The “Big Dig” has indeed transformed Boston; to call it a total failure would therefore be to overlook part of the reality. That said, this project has become the very symbol of the difficulties associated with megaprojects, due to massive budget overruns, lengthy delays, leaks, legal battles, and a fatal ceiling collapse.
9. California High-Speed Rail
The California high-speed rail project isn’t dead, but the initial promise has not held up well. Voters were sold on the idea of a cleaner and faster connection between major cities, yet the current reality is marked by a much slower rollout, rising costs, and an initial operational segment that falls far short of the original vision.
10. The Line
The “The Line” project was presented as a revolutionary desert city designed to completely rethink urban life. Its ambitions for 2030 have since been scaled back considerably, making the initial vision seem less like a concrete plan and more like a mere sketch that has found its way into public policy.
11. Masdar City
Masdar City was intended to become the world’s first planned zero-carbon city. The project is still underway and has led to valuable initiatives in sustainable development, but the initial “zero-carbon, zero-waste” vision has been scaled back, as reality has proven less cooperative than the master plan.

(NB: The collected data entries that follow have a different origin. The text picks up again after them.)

//! Elliptic Curve Digital Signature Algorithm (ECDSA) verification.
//!
//! Signatures are verified against a message digest ("prehash"). With the
//! `sha256` feature enabled, [`VerifyingKey`] also implements
//! [`signature::Verifier`], hashing the message with SHA-256 first.
//!
//! Inputs are validated once at this boundary: `0 < r, s < n`, and the public
//! key must be a finite point on the curve. Everything below assumes reduced,
//! well-formed operands.

pub use signature;

use crate::{AffinePoint, CurveParams, Error, FIELD_BYTES, JacobianPoint, Result, U256};
use bigint::Encoding;
use core::marker::PhantomData;
use signature::hazmat::PrehashVerifier;

#[cfg(feature = "sha256")]
use sha2::{Digest, Sha256};

/// Size of a serialized signature `r ‖ s` in bytes.
pub const SIGNATURE_SIZE: usize = 2 * FIELD_BYTES;

/// Convert a message digest to an integer.
///
/// A digest of at most 32 bytes is read as a big-endian integer and returned
/// as-is, without reduction. Longer digests are folded modulo the group order
/// one byte at a time, so no bits are discarded.
pub fn hash_to_uint<C: CurveParams>(hash: &[u8]) -> U256 {
    if hash.len() <= FIELD_BYTES {
        let mut bytes = [0u8; FIELD_BYTES];
        bytes[FIELD_BYTES - hash.len()..].copy_from_slice(hash);
        return U256::from_be_bytes(bytes);
    }

    let n = &C::ORDER;
    let radix = U256::from_u16(0x100);

    hash.iter().fold(U256::ZERO, |acc, byte| {
        n.add(&n.mul(&acc, &radix), &U256::from_u8(*byte))
    })
}

/// Verify an ECDSA signature `(r, s)` over `hash` against the public key
/// `(pub_x, pub_y)`.
///
/// Returns `Err` when the inputs are malformed (see [`Signature::from_scalars`]
/// and [`VerifyingKey::from_coordinates`]), `Ok(false)` when they are
/// well-formed but the signature does not match, and `Ok(true)` otherwise.
pub fn verify<C: CurveParams>(
    pub_x: &U256,
    pub_y: &U256,
    hash: &[u8],
    r: &U256,
    s: &U256,
) -> Result<bool> {
    let signature = Signature::<C>::from_scalars(*r, *s)?;
    let verifying_key = VerifyingKey::<C>::from_coordinates(*pub_x, *pub_y)?;
    Ok(verifying_key.is_valid(hash, &signature))
}

/// ECDSA signature: a pair of scalars `(r, s)`, each in `[1, n)`.
#[derive(Clone, Copy, Debug, PartialEq, Eq)]
pub struct Signature<C: CurveParams> {
    r: U256,
    s: U256,
    curve: PhantomData<C>,
}

impl<C> Signature<C>
where
    C: CurveParams,
{
    /// Create a signature from its scalar components.
    pub fn from_scalars(r: U256, s: U256) -> Result<Self> {
        let n = &C::ORDER;

        for scalar in [&r, &s] {
            if *scalar == U256::ZERO || !n.contains(scalar) {
                return Err(Error::ScalarOutOfRange);
            }
        }

        Ok(Self {
            r,
            s,
            curve: PhantomData,
        })
    }

    /// Parse a signature from its fixed-width `r ‖ s` encoding.
    pub fn from_bytes(bytes: &[u8]) -> Result<Self> {
        if bytes.len() != SIGNATURE_SIZE {
            return Err(Error::Encoding);
        }

        let (r, s) = bytes.split_at(FIELD_BYTES);
        Self::from_scalars(U256::from_be_slice(r), U256::from_be_slice(s))
    }

    /// Serialize as `r ‖ s`.
    pub fn to_bytes(&self) -> [u8; SIGNATURE_SIZE] {
        let mut out = [0u8; SIGNATURE_SIZE];
        out[..FIELD_BYTES].copy_from_slice(&self.r.to_be_bytes());
        out[FIELD_BYTES..].copy_from_slice(&self.s.to_be_bytes());
        out
    }

    /// The `r` component.
    pub fn r(&self) -> &U256 {
        &self.r
    }

    /// The `s` component.
    pub fn s(&self) -> &U256 {
        &self.s
    }
}

impl<C> TryFrom<&[u8]> for Signature<C>
where
    C: CurveParams,
{
    type Error = Error;

    fn try_from(bytes: &[u8]) -> Result<Self> {
        Self::from_bytes(bytes)
    }
}

/// ECDSA verification key (i.e. public key): a finite point on the curve.
#[derive(Clone, Copy, Debug, PartialEq, Eq)]
pub struct VerifyingKey<C: CurveParams> {
    point: AffinePoint<C>,
}

impl<C> VerifyingKey<C>
where
    C: CurveParams,
{
    /// Initialize from an affine point, rejecting the identity.
    pub fn from_affine(point: AffinePoint<C>) -> Result<Self> {
        if point.is_identity().into() {
            return Err(Error::Identity);
        }

        if !bool::from(point.is_on_curve()) {
            return Err(Error::NotOnCurve);
        }

        Ok(Self { point })
    }

    /// Initialize from affine coordinates.
    pub fn from_coordinates(x: U256, y: U256) -> Result<Self> {
        Self::from_affine(AffinePoint::from_coordinates(x, y)?)
    }

    /// Initialize from an uncompressed SEC1-encoded public key.
    pub fn from_sec1_bytes(bytes: &[u8]) -> Result<Self> {
        Self::from_affine(AffinePoint::from_uncompressed(bytes)?)
    }

    /// Borrow the inner [`AffinePoint`] for this public key.
    pub fn as_affine(&self) -> &AffinePoint<C> {
        &self.point
    }

    /// Verify `signature` over the message digest `prehash`.
    pub fn verify_prehash(&self, prehash: &[u8], signature: &Signature<C>) -> Result<()> {
        if self.is_valid(prehash, signature) {
            Ok(())
        } else {
            Err(Error::Verification)
        }
    }

    fn is_valid(&self, prehash: &[u8], signature: &Signature<C>) -> bool {
        let n = &C::ORDER;
        let e = n.reduce(&hash_to_uint::<C>(prehash));

        let w = n.invert(&signature.s);
        let u1 = n.mul(&e, &w);
        let u2 = n.mul(&signature.r, &w);

        let point = JacobianPoint::mul_by_generator(&u1)
            .add(&JacobianPoint::from(&self.point).mul(&u2))
            .to_affine();

        match point.coordinates() {
            Some((x, _)) => n.reduce(&x) == signature.r,
            None => false,
        }
    }
}

impl<C> PrehashVerifier<Signature<C>> for VerifyingKey<C>
where
    C: CurveParams,
{
    fn verify_prehash(&self, prehash: &[u8], signature: &Signature<C>) -> signature::Result<()> {
        Ok(VerifyingKey::verify_prehash(self, prehash, signature)?)
    }
}

#[cfg(feature = "sha256")]
impl<C> signature::Verifier<Signature<C>> for VerifyingKey<C>
where
    C: CurveParams,
{
    fn verify(&self, msg: &[u8], signature: &Signature<C>) -> signature::Result<()> {
        let digest = Sha256::digest(msg);
        Ok(VerifyingKey::verify_prehash(self, digest.as_slice(), signature)?)
    }
}

impl<C> From<VerifyingKey<C>> for AffinePoint<C>
where
    C: CurveParams,
{
    fn from(verifying_key: VerifyingKey<C>) -> AffinePoint<C> {
        verifying_key.point
    }
}

impl<C> TryFrom<AffinePoint<C>> for VerifyingKey<C>
where
    C: CurveParams,
{
    type Error = Error;

    fn try_from(point: AffinePoint<C>) -> Result<Self> {
        Self::from_affine(point)
    }
}
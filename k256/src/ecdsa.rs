//! Elliptic Curve Digital Signature Algorithm (ECDSA) verification
//!
//! This module contains support for verifying ECDSA signatures over the
//! secp256k1 elliptic curve, either against a message digest or, with the
//! `sha256` feature, against a message hashed with SHA-256.
//!
//! ## Verification Example
//!
//! ```
//! # #[cfg(feature = "ecdsa")]
//! # {
//! use hex_literal::hex;
//! use jacobian_k256::{U256, ecdsa};
//!
//! let verified = ecdsa::verify(
//!     &U256::from_be_hex("779dd197a5df977ed2cf6cb31d82d43328b790dc6b3b7d4437a427bd5847dfcd"),
//!     &U256::from_be_hex("e94b724a555b6d017bb7607c3e3281daf5b1699d6ef4124975c9237b917d426f"),
//!     &hex!("4b688df40bcedbe641ddb16ff0a1842d9c67ea1c3bf63f3e0471baa664531d1a"),
//!     &U256::from_be_hex("241097efbf8b63bf145c8961dbdf10c310efbb3b2676bbc0f8b08505c9e2f795"),
//!     &U256::from_be_hex("021006b7838609339e8b415a7f9acb1b661828131aef1ecbc7955dfb01f3ca0e"),
//! );
//!
//! assert_eq!(verified, Ok(true));
//! # }
//! ```

pub use jacobian::ecdsa::{SIGNATURE_SIZE, signature};

use crate::{Result, Secp256k1, U256};

/// ECDSA/secp256k1 signature (fixed-size)
pub type Signature = jacobian::ecdsa::Signature<Secp256k1>;

/// ECDSA/secp256k1 verification key (i.e. public key)
pub type VerifyingKey = jacobian::ecdsa::VerifyingKey<Secp256k1>;

/// Convert a message digest to an integer for secp256k1 verification.
pub fn hash_to_uint(hash: &[u8]) -> U256 {
    jacobian::ecdsa::hash_to_uint::<Secp256k1>(hash)
}

/// Verify an ECDSA/secp256k1 signature `(r, s)` over `hash` against the public
/// key `(pub_x, pub_y)`.
pub fn verify(pub_x: &U256, pub_y: &U256, hash: &[u8], r: &U256, s: &U256) -> Result<bool> {
    jacobian::ecdsa::verify::<Secp256k1>(pub_x, pub_y, hash, r, s)
}
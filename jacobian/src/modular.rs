//! Arithmetic modulo a fixed odd 256-bit modulus.
//!
//! Every operation expects its operands to already be reduced, i.e. in
//! `[0, m)`. Inputs outside that range are a caller bug: results are
//! unspecified and no validation is performed here. Range checks live at the
//! API boundary, in [`AffinePoint::from_coordinates`] and the ECDSA
//! signature constructors.
//!
//! [`AffinePoint::from_coordinates`]: crate::AffinePoint::from_coordinates

use crate::U256;
use subtle::{ConditionallySelectable, ConstantTimeEq};

/// Odd 256-bit modulus: either a curve's field prime `p` or its group order
/// `n`.
#[derive(Clone, Copy, Debug, PartialEq, Eq, PartialOrd, Ord)]
pub struct Modulus(U256);

impl Modulus {
    /// Create a new modulus.
    ///
    /// # Panics
    ///
    /// If `modulus` is even.
    pub const fn new(modulus: U256) -> Self {
        assert!(modulus.bit_vartime(0), "modulus must be odd");
        Self(modulus)
    }

    /// Parse a modulus from a big-endian hexadecimal string.
    pub const fn from_be_hex(hex: &str) -> Self {
        Self::new(U256::from_be_hex(hex))
    }

    /// Borrow the modulus as an integer.
    pub const fn get(&self) -> &U256 {
        &self.0
    }

    /// Is `value` a canonical residue, i.e. in `[0, m)`?
    pub fn contains(&self, value: &U256) -> bool {
        value < &self.0
    }

    /// Reduce an arbitrary 256-bit integer into `[0, m)`.
    pub fn reduce(&self, value: &U256) -> U256 {
        U256::const_rem_wide((*value, U256::ZERO), &self.0).0
    }

    /// Returns `a + b mod m`.
    pub fn add(&self, a: &U256, b: &U256) -> U256 {
        a.add_mod(b, &self.0)
    }

    /// Returns `a - b mod m`, always in `[0, m)`.
    pub fn sub(&self, a: &U256, b: &U256) -> U256 {
        a.sub_mod(b, &self.0)
    }

    /// Returns `-a mod m`.
    pub fn neg(&self, a: &U256) -> U256 {
        U256::ZERO.sub_mod(a, &self.0)
    }

    /// Returns `2·a mod m`.
    pub fn double(&self, a: &U256) -> U256 {
        a.add_mod(a, &self.0)
    }

    /// Returns `a · b mod m`.
    ///
    /// The full 512-bit product is computed before reducing, so no
    /// intermediate value is truncated.
    pub fn mul(&self, a: &U256, b: &U256) -> U256 {
        U256::const_rem_wide(a.mul_wide(b), &self.0).0
    }

    /// Returns `a² mod m`.
    pub fn square(&self, a: &U256) -> U256 {
        self.mul(a, a)
    }

    /// Returns `base ^ exp mod m` by left-to-right square-and-multiply.
    ///
    /// Variable-time in `exp`.
    pub fn pow(&self, base: &U256, exp: &U256) -> U256 {
        let mut acc = U256::ONE;

        for i in (0..U256::BITS).rev() {
            acc = self.square(&acc);

            if exp.bit_vartime(i) {
                acc = self.mul(&acc, base);
            }
        }

        acc
    }

    /// Returns the multiplicative inverse `a⁻¹ mod m`.
    ///
    /// `invert(0) == 0`: zero has no inverse and callers must treat a zero
    /// result as "undefined" and propagate the identity instead of using it
    /// as a field element. Computed as `a^(m-2)`, which requires `m` to be
    /// prime.
    pub fn invert(&self, a: &U256) -> U256 {
        let exp = self.0.wrapping_sub(&U256::from_u8(2));
        let inv = self.pow(a, &exp);
        U256::conditional_select(&inv, &U256::ZERO, a.ct_eq(&U256::ZERO))
    }
}

/// Returns `value⁻¹ mod modulus` for an explicit modulus.
///
/// `modulus` must be prime and `value` must be reduced. Inverting zero
/// yields zero. Odd moduli are enforced when the [`Modulus`] is built.
pub fn invmod(value: &U256, modulus: &Modulus) -> U256 {
    modulus.invert(value)
}
//! Curve parameters for unit tests within this crate.

use crate::{
    AffinePoint, CurveParams, JacobianPoint, Modulus, U256,
    point_arithmetic::{EquationAIsMinusThree, EquationAIsZero},
};

pub const K256_FIELD_MODULUS: Modulus =
    Modulus::from_be_hex("fffffffffffffffffffffffffffffffffffffffffffffffffffffffefffffc2f");

const P256_FIELD_MODULUS: Modulus =
    Modulus::from_be_hex("ffffffff00000001000000000000000000000000ffffffffffffffffffffffff");

#[derive(Copy, Clone, Debug, Default, Eq, PartialEq, PartialOrd, Ord)]
pub struct Secp256k1;

impl CurveParams for Secp256k1 {
    const FIELD_MODULUS: Modulus = K256_FIELD_MODULUS;
    const ORDER: Modulus =
        Modulus::from_be_hex("fffffffffffffffffffffffffffffffebaaedce6af48a03bbfd25e8cd0364141");
    const EQUATION_A: U256 = U256::ZERO;
    const EQUATION_B: U256 = U256::from_u8(7);
    const GENERATOR: (U256, U256) = (
        U256::from_be_hex("79be667ef9dcbbac55a06295ce870b07029bfcdb2dce28d959f2815b16f81798"),
        U256::from_be_hex("483ada7726a3c4655da4fbfc0e1108a8fd17b448a68554199c47d08ffb10d4b8"),
    );
    type PointArithmetic = EquationAIsZero;
}

#[derive(Copy, Clone, Debug, Default, Eq, PartialEq, PartialOrd, Ord)]
pub struct NistP256;

impl CurveParams for NistP256 {
    const FIELD_MODULUS: Modulus = P256_FIELD_MODULUS;
    const ORDER: Modulus =
        Modulus::from_be_hex("ffffffff00000000ffffffffffffffffbce6faada7179e84f3b9cac2fc632551");
    const EQUATION_A: U256 =
        U256::from_be_hex("ffffffff00000001000000000000000000000000fffffffffffffffffffffffc");
    const EQUATION_B: U256 =
        U256::from_be_hex("5ac635d8aa3a93e7b3ebbd55769886bc651d06b0cc53b0f63bce3c3e27d2604b");
    const GENERATOR: (U256, U256) = (
        U256::from_be_hex("6b17d1f2e12c4247f8bce6e563a440f277037d812deb33a0f4a13945d898c296"),
        U256::from_be_hex("4fe342e2fe1a7f9b8ee7eb4a7c0f9e162bce33576b315ececbb6406837bf51f5"),
    );
    type PointArithmetic = EquationAIsMinusThree;
}

pub type K256Point = JacobianPoint<Secp256k1>;
pub type K256Affine = AffinePoint<Secp256k1>;
pub type P256Point = JacobianPoint<NistP256>;
pub type P256Affine = AffinePoint<NistP256>;
//! Elliptic Curve Diffie-Hellman key agreement.
//!
//! The raw helpers [`public_key`] and [`derive_key`] are plain scalar
//! multiplications and validate nothing: a secret of zero yields the identity
//! and secrets `≥ n` wrap around the group order. [`diffie_hellman`] is the
//! checked entry point.
//!
//! For two secrets `a` and `b` the agreement is symmetric:
//!
//! ```text
//! derive_key(a, public_key(b)) == derive_key(b, public_key(a)) == [a·b] G
//! ```

use crate::{AffinePoint, CurveParams, Error, FIELD_BYTES, JacobianPoint, Result, U256};
use bigint::Encoding;
use core::fmt;
use zeroize::{Zeroize, ZeroizeOnDrop};

/// Compute the public key `[secret] G`.
pub fn public_key<C: CurveParams>(secret: &U256) -> AffinePoint<C> {
    JacobianPoint::<C>::mul_by_generator(secret).to_affine()
}

/// Compute the shared point `[secret] public`.
pub fn derive_key<C: CurveParams>(secret: &U256, public: &AffinePoint<C>) -> AffinePoint<C> {
    public.mul(secret)
}

/// Perform a checked Diffie-Hellman key agreement.
///
/// `secret` must lie in `[1, n)` and `public` must be a finite point.
pub fn diffie_hellman<C: CurveParams>(
    secret: &U256,
    public: &AffinePoint<C>,
) -> Result<SharedSecret> {
    if *secret == U256::ZERO || !C::ORDER.contains(secret) {
        return Err(Error::ScalarOutOfRange);
    }

    if public.is_identity().into() {
        return Err(Error::Identity);
    }

    if !bool::from(public.is_on_curve()) {
        return Err(Error::NotOnCurve);
    }

    let (x, _) = derive_key(secret, public)
        .coordinates()
        .ok_or(Error::Identity)?;

    Ok(SharedSecret {
        secret_bytes: x.to_be_bytes(),
    })
}

/// Shared secret value computed via ECDH key agreement.
///
/// Holds the big-endian x-coordinate of the shared point. It is not uniformly
/// random and should be passed through a key derivation function before use
/// as a symmetric key.
pub struct SharedSecret {
    secret_bytes: [u8; FIELD_BYTES],
}

impl SharedSecret {
    /// Shared secret value, not suitable as a key as-is.
    pub fn raw_secret_bytes(&self) -> &[u8; FIELD_BYTES] {
        &self.secret_bytes
    }
}

impl fmt::Debug for SharedSecret {
    fn fmt(&self, f: &mut fmt::Formatter<'_>) -> fmt::Result {
        f.debug_struct("SharedSecret").finish_non_exhaustive()
    }
}

impl From<[u8; FIELD_BYTES]> for SharedSecret {
    fn from(secret_bytes: [u8; FIELD_BYTES]) -> Self {
        Self { secret_bytes }
    }
}

impl Drop for SharedSecret {
    fn drop(&mut self) {
        self.secret_bytes.zeroize();
    }
}

impl ZeroizeOnDrop for SharedSecret {}

#[cfg(test)]
mod tests {
    use super::{derive_key, diffie_hellman, public_key};
    use crate::{
        AffinePoint, Error, U256,
        test_curves::{K256Affine, NistP256},
    };

    #[test]
    fn public_key_of_small_scalars() {
        assert_eq!(public_key::<NistP256>(&U256::ONE), AffinePoint::GENERATOR);
        assert_eq!(public_key::<NistP256>(&U256::ZERO), AffinePoint::IDENTITY);
    }

    #[test]
    fn agreement_is_symmetric() {
        let a = U256::from_u64(0xdeadbeef);
        let b = U256::from_be_hex("4f1e8f0e4f6ac6a0b5f4b8b4e1e9b2c3d4a5968778695a4b3c2d1e0f00112233");

        let ab = derive_key(&a, &public_key::<NistP256>(&b));
        let ba = derive_key(&b, &public_key::<NistP256>(&a));
        assert_eq!(ab, ba);

        let shared = diffie_hellman(&a, &public_key::<NistP256>(&b)).unwrap();
        assert_eq!(shared.raw_secret_bytes(), &ab.to_uncompressed().unwrap()[1..33]);
    }

    #[test]
    fn checked_agreement_rejects_bad_inputs() {
        let g = K256Affine::GENERATOR;
        let n = *<crate::test_curves::Secp256k1 as crate::CurveParams>::ORDER.get();

        assert_eq!(
            diffie_hellman(&U256::ZERO, &g).unwrap_err(),
            Error::ScalarOutOfRange
        );
        assert_eq!(diffie_hellman(&n, &g).unwrap_err(), Error::ScalarOutOfRange);
        assert_eq!(
            diffie_hellman(&U256::ONE, &K256Affine::IDENTITY).unwrap_err(),
            Error::Identity
        );
    }
}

12. King Abdullah Economic City
King Abdullah Economic City was designed to become a major new business and logistics hub in Saudi Arabia. Years later, it is struggling to live up to the enormous expectations placed upon it, particularly the expectation that it would transform a wasteland into a thriving city almost at the snap of a finger.
13. The Soviet space shuttle Buran
Buran was the Soviet response to the space shuttle—and, from a technical standpoint, an impressive one. It completed an unmanned flight, landed automatically, and then disappeared amid the financial and political turmoil that brought the program to an end.
14. Iridium
Iridium’s satellite phone network was a technological feat that ended in commercial disaster. Launched with great ambition, the system failed to keep pace with a rapidly evolving market, and the company filed for bankruptcy in 1999.
15. Google Loon
Loon attempted to provide Internet access in remote areas using balloons floating in the stratosphere. This technology achieved remarkable feats, but Alphabet shut down the project after determining that the path to a viable business model was longer and riskier than expected.
16. Facebook Aquila
Aquila was Facebook’s solar-powered drone project designed to provide Internet access to underserved regions. It was an ambitious project driven by a vision of global connectivity, but Facebook stopped developing the device and turned to partnerships instead.
17. The Strategic Defense Initiative
The Strategic Defense Initiative promised a space-age shield against nuclear missiles. It revolutionized defense policy and the debate on arms control, but the original “Star Wars” vision never became the defense system that Reagan had described on television.
18. The Clinch River Breeder Reactor
The Clinch River project was intended to help pave the way for nuclear energy in the United States. But rising costs, political opposition, and doubts about the profitability of fast-breeder reactors ultimately led to its downfall, and the project was abandoned before it could become the energy breakthrough its supporters had envisioned.
19. The German SNR-300 reactor
The SNR-300 fast-neutron reactor in Kalkar was completed but never went into operation. Safety concerns and political opposition helped transform this nuclear power plant project into something far more unusual: a site that was later converted into an amusement park.
20. The Monju reactor in Japan
Monju was intended to be a crucial step in Japan’s nuclear strategy focused on fast-neutron reactors. A sodium leak, lengthy shutdowns, and repeated setbacks prevented it from realizing most of the future prospects for which it had been designed, and Japan decided to decommission it.